Response to the Strategic Economic Plan consultation

We are severely worried about the very lacking status of sustainable active transport in the strategy. It seems that only major traditional (road) projects are concentrated upon, when the future will be about creating liveable places, towns and cities. This is a landuse planning and a devolved engineering issue. By not acknowledging the ‘crossroads’ we find ourselves on, we are manoeuvring ourselves into a dead end. I refer you to Iain Docherty’s thinkpiece on your website.

Section B4 mentions points that would undermine the North East’s ability to grow, and discusses a few points, but misses out transport entirely. The only mention transport – being the connector of people, homes, businesses, education and culture – seems to get relates to private motor traffic. Why is that when transport comes in many forms? Inducing more private car travel is not the way forward and indeed would be very detrimental to the region’s economy and wellbeing. Induced private car travel is blighting our region by reducing our mobility choice and fair accessibility of places of work, culture and education. We must create a region where the default choice for journeys is by sustainable means.

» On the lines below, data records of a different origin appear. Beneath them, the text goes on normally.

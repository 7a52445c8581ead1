//! Frame encoding/decoding utilities.
//!
//! Requests carry a 4-byte header: the command id followed by a 24-bit
//! big-endian payload length.
//!
//! ```text
//! +--------+--------+--------+--------+-------------------+
//! | cmd_id | len_hi | len_md | len_lo | payload[0..len]   |
//! +--------+--------+--------+--------+-------------------+
//! ```
//!
//! Responses start with a fixed signature byte and a status byte. Only OK
//! responses carry a payload, and its length is implied by the command that
//! was sent.
//!
//! ```text
//! +------+--------+-------------------+
//! | 0xA0 | status | payload (OK only) |
//! +------+--------+-------------------+
//! ```

use bytes::{Buf, BufMut, Bytes, BytesMut};

use crate::constants::*;
use crate::error::*;
use crate::types::*;

/// Encode a request frame.
pub fn encode_request(code: CommandCode, payload: &[u8]) -> Result<Vec<u8>, EncodingError> {
    if payload.len() > MAX_PAYLOAD_LEN {
        return Err(EncodingError::PayloadTooLarge {
            max: MAX_PAYLOAD_LEN,
            actual: payload.len(),
        });
    }
    let mut buf = Vec::with_capacity(HEADER_LEN + payload.len());
    buf.put_u8(code.id());
    buf.put_uint(payload.len() as u64, LENGTH_FIELD_LEN);
    buf.extend_from_slice(payload);
    Ok(buf)
}

/// Split a request frame into its command and payload.
///
/// This is the device side of [`encode_request`]; it is used by device
/// emulators and tests.
pub fn decode_request(frame: &[u8]) -> Result<(u8, &[u8]), ProtocolError> {
    if frame.len() < HEADER_LEN {
        return Err(ProtocolError::Truncated {
            expected: HEADER_LEN,
            actual: frame.len(),
        });
    }
    let mut header = &frame[..HEADER_LEN];
    let id = header.get_u8();
    let len = header.get_uint(LENGTH_FIELD_LEN) as usize;
    let payload = &frame[HEADER_LEN..];
    if payload.len() < len {
        return Err(ProtocolError::Truncated {
            expected: HEADER_LEN + len,
            actual: frame.len(),
        });
    }
    Ok((id, &payload[..len]))
}

/// Validate a complete response.
///
/// The signature is checked before anything else so that a desynchronized
/// stream is never interpreted. Non-OK responses come back with an empty
/// payload; OK payloads are returned uninterpreted.
pub fn decode_response(bytes: &[u8]) -> Result<(Status, &[u8]), ProtocolError> {
    if bytes.len() < RESPONSE_HEADER_LEN {
        return Err(ProtocolError::Truncated {
            expected: RESPONSE_HEADER_LEN,
            actual: bytes.len(),
        });
    }
    if bytes[0] != RESPONSE_SIGNATURE {
        return Err(ProtocolError::BadSignature(bytes[0]));
    }
    let status = Status::try_from(bytes[1])?;
    match status {
        Status::Ok => Ok((status, &bytes[RESPONSE_HEADER_LEN..])),
        _ => Ok((status, &bytes[..0])),
    }
}

/// Encode a response frame.
///
/// Device side of [`decode_response`]; the payload is dropped for non-OK
/// statuses.
pub fn encode_response(status: Status, payload: &[u8]) -> Vec<u8> {
    let mut buf = Vec::with_capacity(RESPONSE_HEADER_LEN + payload.len());
    buf.put_u8(RESPONSE_SIGNATURE);
    buf.put_u8(status.into());
    if status == Status::Ok {
        buf.extend_from_slice(payload);
    }
    buf
}

/// A validated response.
#[derive(Debug, Clone, PartialEq, Eq)]
pub struct ResponseFrame {
    pub status: Status,
    pub payload: Bytes,
}

/// Incremental response reader.
///
/// Bytes are pushed as they arrive from the transport; [`decode`] returns a
/// frame once the header and, for OK responses, `payload_len` bytes of
/// payload are buffered.
///
/// [`decode`]: ResponseDecoder::decode
#[derive(Debug, Default)]
pub struct ResponseDecoder {
    /// Buffer for accumulating incoming data.
    buffer: BytesMut,
}

impl ResponseDecoder {
    pub fn new() -> Self {
        ResponseDecoder {
            buffer: BytesMut::with_capacity(RESPONSE_HEADER_LEN + SCHEDULE_LEN),
        }
    }

    /// Add received data to the buffer.
    pub fn push(&mut self, data: &[u8]) {
        self.buffer.extend_from_slice(data);
    }

    /// Number of bytes still needed before [`decode`] can make progress.
    ///
    /// [`decode`]: ResponseDecoder::decode
    pub fn needed(&self, payload_len: usize) -> usize {
        if self.buffer.len() < RESPONSE_HEADER_LEN {
            return RESPONSE_HEADER_LEN - self.buffer.len();
        }
        match Status::try_from(self.buffer[1]) {
            Ok(Status::Ok) => (RESPONSE_HEADER_LEN + payload_len).saturating_sub(self.buffer.len()),
            _ => 0,
        }
    }

    /// Try to decode a response whose OK payload is `payload_len` bytes.
    ///
    /// Returns `Ok(None)` while more data is needed. A bad signature or
    /// unknown status is reported as soon as the first two bytes are in.
    pub fn decode(&mut self, payload_len: usize) -> Result<Option<ResponseFrame>, ProtocolError> {
        if self.buffer.len() < RESPONSE_HEADER_LEN {
            return Ok(None);
        }
        let (status, _) = decode_response(&self.buffer[..RESPONSE_HEADER_LEN])?;
        if status != Status::Ok {
            self.buffer.advance(RESPONSE_HEADER_LEN);
            return Ok(Some(ResponseFrame {
                status,
                payload: Bytes::new(),
            }));
        }
        if self.buffer.len() < RESPONSE_HEADER_LEN + payload_len {
            return Ok(None);
        }
        self.buffer.advance(RESPONSE_HEADER_LEN);
        let payload = self.buffer.split_to(payload_len).freeze();
        Ok(Some(ResponseFrame { status, payload }))
    }

    /// Get the number of buffered bytes.
    pub fn buffered_len(&self) -> usize {
        self.buffer.len()
    }

    /// Clear the buffer.
    pub fn clear(&mut self) {
        self.buffer.clear();
    }
}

Towns and cities in the North East have to become more attractive to live in. Creating liveable spaces and places that are not designed for commercial purposes like parks will attract and keep people. It is also more likely that a skilled individual will want to walk or cycle for their day-to-day activities (like their commute) – this transformation seems to be happening in Bristol. A city we’d suggest is worth a further look. Maybe links could be formed. Creating cities where active travel is a realistic option could help promote the North East as a place where a person could realise their lifestyle aspirations.

Section D also talks about linking people in the North East with economic opportunities. These transport options must include high quality cycling provision, to ensure that people have an active and sustainable transport option. Section F2 mentions connecting those in need of work with employment opportunities especially with public transport, there should be a focus on also providing high quality infrastructure for active transport so that people are given a real choice to cycle or walk to jobs. Section G when discussing transport infrastructure has no mention about creating a high quality cycle network, which is something the North East is in need of to stay economically competitive.

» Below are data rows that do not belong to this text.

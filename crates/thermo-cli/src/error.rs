//! Error type for the command-line client.

use thermo_session::{ConfigError, SessionError};
use thiserror::Error;

#[derive(Debug, Error)]
pub enum CliError {
    #[error("configuration error: {0}")]
    Config(#[from] ConfigError),

    #[error("failed to connect to {addr}: {source}")]
    Connect {
        addr: String,
        #[source]
        source: std::io::Error,
    },

    #[error("timed out connecting to {0}")]
    ConnectTimeout(String),

    #[error(transparent)]
    Session(#[from] SessionError),

    #[error("emulator stopped: {0}")]
    Emulator(std::io::Error),

    #[error("invalid argument: {0}")]
    InvalidArgument(String),
}

pub type Result<T> = std::result::Result<T, CliError>;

This is a landuse planning as well as an engineering task that requires resolve and expenditure. The Netherlands spent £25-30 per capita per year on cycling infrastructure alone; that figure is well documented. For the North East this would equate to an expenditure of £50-75 million (when your table mentions £2m for all sustainable modes). This expenditure would actually be an investment in the future, and would be repaid manifold from reduced costs for public health, environmental pollution, and social inequalities.

In cooperation with others we hosted a conference in November last year. You may be interested to watch these two presentations, tackling the issues described above.

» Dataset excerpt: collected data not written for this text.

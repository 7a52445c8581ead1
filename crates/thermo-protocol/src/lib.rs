//! Thermostat Control Protocol
//!
//! This crate provides types and utilities for talking to a thermostat over
//! its binary command/response protocol. It is pure: nothing here performs I/O.
//!
//! # Protocol Overview
//!
//! - **Requests** (host → device): 4-byte header (command id, 24-bit payload
//!   length) followed by the payload.
//! - **Responses** (device → host): signature byte `0xA0`, status byte, and for
//!   OK responses a payload whose length is implied by the command.
//!
//! Schedules travel as a fixed 15-byte blob of three `{offset, temperature}`
//! entries; see [`TemperatureSchedule`].
//!
//! # Example
//!
//! ```rust
//! use thermo_protocol::{Command, CommandCode, Response};
//!
//! let frame = Command::set_target_temp(72)?.encode()?;
//! assert_eq!(frame, [4, 0, 0, 1, 72]);
//!
//! let response = Response::decode(CommandCode::SetTargetTemp, &[0xA0, 0x00])?;
//! assert_eq!(response, Response::Ack);
//! # Ok::<(), Box<dyn std::error::Error>>(())
//! ```

mod commands;
mod constants;
mod error;
mod frame;
mod responses;
mod schedule;
mod types;

pub use commands::*;
pub use constants::*;
pub use error::*;
pub use frame::*;
pub use responses::*;
pub use schedule::*;
pub use types::*;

Cllr Nick Forbes’ presentation for its link to economy

Philippe Crist (OECD) who talks about what makes cities competitive, modern and attractive

We previously voiced some concerns that we’d also like to bring to your attention.

In summary

Both for attracting the skilled worker as well as providing a fair transport mix to everyone, the North East must focus on alternatives to the private car, through car restraint measures and by creating viable travel alternatives such as excellent public transport, high quality walking and cycling networks and environments, as well as allowing for seamless interchange between these modes. And that requires a dedicated sustained budget to be set aside.

If you could confirm receipt, that’d be appreciated.